La saison –oui, la saison- m’impose un sujet ô combien riche et profond de la culture hongroise : l’alcool ! Si le pays est au carrefour de la culture du café et de celle du thé il est surtout au carrefour de la culture du vin et celle de la bière. Les Hongrois maîtrisent incontestablement la déclinaison de toute une gamme de saveurs alcoolisées, faisons donc la connaissance de quelques unes des plus fameuses d’entre elles.

Le « Fröccs » 

Messieurs les Français, voici quelque chose que vous allez détester adorer en faisant semblant d’adorer le détester. Le « fröccs » (prononcez « freutch ») est un pilier majeur de la culture alcoolisée hongroise. Il s’agit du mélange de vin (généralement blanc) et de soda ou d’eau pétillante. Avant de fermer cet article épris d’une rage folle et au nom d’indignations chauvinistes d’un christianisme soudainement retrouvé, laissez moi vous en dire plus sur ce sacrilège.

En Hongrie, il y a une bonne douzaine de manières de boire le « fröccs ». Le tout réside dans la connaissance des proportions à respecter et de savoir quelle place attribuer à l’eau et  quelle place attribuer au sang du Christ. 

A Budapest, certains bars disposent d’une liste explicative pour orienter les curieux.

Sachez à présent, que les hongrois n’ont pas inventé cette boisson pour emmerder les Français, mais simplement pour alléger le vin lors des chaudes journées d’été et ainsi avoir une bonne excuse d’en consommer plus.

Le « Unicum »

Encore une sauvagerie, mais bien à nous cette fois, le Unicum est le genre de boisson qu’on adore ou qu’on déteste, il n’y a simplement pas de juste milieu ; personne ne dit « bôf » au Unicum.

Cousin du Jaegermeister, cet alcool fort aux multiples herbes est réputé excellent pour les maux d’estomac et facilite la digestion. L’occasion de le goûter en Hongrie se présente après chacun de nos repas peu réputés diététiques…

enterrement de vie de garçon Budapest

 

La « Pálinka »

Pour les plus courageux, la pálinka est l’eau-de-vie miracle. C’est une boisson qui soigne à peu près tout : le rhume, la grippe, les maux de tête, de ventre, le cancer etc…

On la fait avec à peu près n’importe quoi mais le plus généralement à base de prune, de poire, de griottes ou de pêche. 

Dans le commerce, la teneur en alcool ne dépasse que rarement les 40%, en revanche, les pálinka faite maison (ou « házi ») peut atteindre 50 voire 60%.

Remarque : si vous en recevez en cadeau, prenez garde de ne pas la transporter trop longtemps dans une bouteille en plastique car l’alcool peut le ronger, versez la au plus vite possible dans une bouteille en verre. 

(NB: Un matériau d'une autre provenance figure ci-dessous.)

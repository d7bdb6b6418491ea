use std::time::Duration;

/// Shared retry/backoff configuration for publisher and consumer alike.
///
/// Mirrors the Go service's `RetryConfig`: exponential backoff capped at
/// `max_delay`, optionally perturbed by uniform jitter in `[-15%, +15%]`.
#[derive(Debug, Clone, Copy)]
pub struct RetryConfig {
    pub max_attempts: u32,
    pub base_delay: Duration,
    pub max_delay: Duration,
    pub jitter: bool,
}

impl Default for RetryConfig {
    fn default() -> Self {
        Self {
            max_attempts: 5,
            base_delay: Duration::from_millis(100),
            max_delay: Duration::from_secs(10),
            jitter: true,
        }
    }
}

/// Delay before retry attempt `attempt` (0-based):
/// `min(2^attempt * base, max)`, then +-15% uniform jitter.
pub fn backoff_delay(attempt: u32, cfg: &RetryConfig) -> Duration {
    let exp = 2u64.saturating_pow(attempt);
    let scaled = cfg.base_delay.saturating_mul(exp as u32);
    let capped = if scaled > cfg.max_delay {
        cfg.max_delay
    } else {
        scaled
    };

    if !cfg.jitter {
        return capped;
    }

    let delay_secs = capped.as_secs_f64();
    let jitter = rand::random::<f64>() * delay_secs * 0.3;
    let perturbed = delay_secs + jitter - delay_secs * 0.15;
    Duration::from_secs_f64(perturbed.max(0.0))
}

#[cfg(test)]
mod tests {
    use super::*;

    fn cfg(jitter: bool) -> RetryConfig {
        RetryConfig {
            max_attempts: 5,
            base_delay: Duration::from_millis(100),
            max_delay: Duration::from_secs(10),
            jitter,
        }
    }

    #[test]
    fn delay_without_jitter_is_exact() {
        let c = cfg(false);
        assert_eq!(backoff_delay(0, &c), Duration::from_millis(100));
        assert_eq!(backoff_delay(1, &c), Duration::from_millis(200));
        assert_eq!(backoff_delay(2, &c), Duration::from_millis(400));
    }

    #[test]
    fn delay_caps_at_max_delay() {
        let c = cfg(false);
        assert_eq!(backoff_delay(10, &c), Duration::from_secs(10));
    }

    #[test]
    fn jitter_stays_within_fifteen_percent() {
        let c = cfg(true);
        for attempt in 0..6 {
            let exp = 2u64.saturating_pow(attempt);
            let base_ms = (c.base_delay.as_millis() as u64 * exp).min(c.max_delay.as_millis() as u64);
            let base = base_ms as f64 / 1000.0;
            for _ in 0..200 {
                let d = backoff_delay(attempt, &c).as_secs_f64();
                assert!(d >= base * 0.85 - 1e-9, "attempt {attempt}: {d} below lower bound");
                assert!(d <= base * 1.15 + 1e-9, "attempt {attempt}: {d} above upper bound");
            }
        }
    }
}
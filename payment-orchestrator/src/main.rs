mod consumer;
mod errors;
mod handlers;
mod lock_registry;
mod models;
mod repository;
mod saga;

use crate::handlers::{AppSaga, AppState};
use crate::repository::PaymentStore;
use axum::{
    routing::{get, post},
    Router,
};
use saga_common::bus::{Consumer, Publisher};
use saga_common::config::{self, DbConfig, KafkaConfig};
use saga_common::{topics, RetryConfig};
use sqlx::postgres::PgPoolOptions;
use std::sync::Arc;
use tokio_util::sync::CancellationToken;
use tower_http::trace::TraceLayer;

#[tokio::main]
async fn main() -> anyhow::Result<()> {
    config::load_dotenv();
    saga_common::telemetry::init("payment_orchestrator=debug,tower_http=debug");

    let db_config = DbConfig::from_env();
    let kafka_config = KafkaConfig::from_env("KAFKA_GROUP_ID", "payment-orchestrator-group");
    let retry_config = RetryConfig::from_env();
    let server_port = config::app_port("3000");

    tracing::info!("Starting Payment Orchestrator");
    tracing::info!(host = %db_config.host, name = %db_config.name, "Database configuration");
    tracing::info!(brokers = %kafka_config.brokers, "Kafka configuration");

    tracing::info!("Connecting to database...");
    let pool = PgPoolOptions::new()
        .max_connections(10)
        .connect(&db_config.url())
        .await?;

    tracing::info!("Running database migrations...");
    sqlx::migrate!("./migrations").run(&pool).await?;
    tracing::info!("Migrations completed successfully");

    let publish_topics = vec![
        topics::PAYMENTS_CREATED.to_string(),
        topics::WALLET_DEBIT_REQUESTED.to_string(),
        topics::PAYMENTS_DLQ.to_string(),
    ];
    let publisher = Arc::new(Publisher::new(
        &kafka_config.brokers,
        &publish_topics,
        retry_config,
    )?);

    let repo = Arc::new(PaymentStore::new(pool));
    let saga: Arc<AppSaga> = Arc::new(saga::SagaService::new(repo, publisher.clone()));

    let subscriber_topics = vec![
        topics::PAYMENTS_CHECKED.to_string(),
        topics::WALLET_FUNDS_VERIFIED.to_string(),
    ];
    let bus_consumer = Consumer::new(
        &kafka_config.brokers,
        &kafka_config.group_id,
        &subscriber_topics,
        publisher,
        retry_config,
        topics::PAYMENTS_DLQ,
    )?;

    let cancel = CancellationToken::new();

    let consumer_saga = saga.clone();
    let mut consumer_tasks = bus_consumer.listen(cancel.clone(), move |topic, payload| {
        let saga = consumer_saga.clone();
        async move { consumer::handle_message(saga, topic, payload).await }
    });

    let state = AppState { saga };

    let app = Router::new()
        .route("/health", get(handlers::health_check))
        .route("/payments", post(handlers::create_payment))
        .route("/payments/:id", get(handlers::get_payment))
        .with_state(state)
        .layer(TraceLayer::new_for_http());

    let addr = format!("0.0.0.0:{server_port}");
    let listener = tokio::net::TcpListener::bind(&addr).await?;
    tracing::info!(addr = %addr, "Payment Orchestrator listening");

    let shutdown_cancel = cancel.clone();
    axum::serve(listener, app)
        .with_graceful_shutdown(async move {
            wait_for_shutdown_signal().await;
            tracing::info!("shutdown signal received, cancelling consumer workers");
            shutdown_cancel.cancel();
        })
        .await?;

    while consumer_tasks.join_next().await.is_some() {}

    Ok(())
}

async fn wait_for_shutdown_signal() {
    let ctrl_c = async {
        tokio::signal::ctrl_c()
            .await
            .expect("failed to install Ctrl+C handler");
    };

    #[cfg(unix)]
    let terminate = async {
        tokio::signal::unix::signal(tokio::signal::unix::SignalKind::terminate())
            .expect("failed to install SIGTERM handler")
            .recv()
            .await;
    };

    #[cfg(not(unix))]
    let terminate = std::future::pending::<()>();

    tokio::select! {
        _ = ctrl_c => {}
        _ = terminate => {}
    }
}
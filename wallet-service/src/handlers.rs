use axum::http::StatusCode;

pub async fn health_check() -> (StatusCode, &'static str) {
    (StatusCode::OK, "OK")
}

Si vous êtes invités quelque part à la campagne, surtout n’en refusez pas, ça risque d’être mal pris! 

La bière

La Hongrie n’est pas le pays de la bière mais un peu quand même. Depuis quelques années, de nombreuses petites brasseries locales font leurs propres bières artisanales et connaissent un succès toujours grandissant. Les heineken, corona, carlsberg et autres importations industrielles n’ont qu’à bien se tenir ; les bières artisanales hongroises surprendront plus d’un amateur et se frayeront sans difficultés un chemin dans le rangs des favoris.

Il faut que vous compreniez, en Hongrie, on boit. On trouve toujours un prétexte ; parce qu’on a gagné, parce qu’on a perdu, parce qu’on est tristes ou parce qu’on est de bonne humeur. Les diverses fêtes ne sont que des abominables prétextes aux abus les plus mémorables.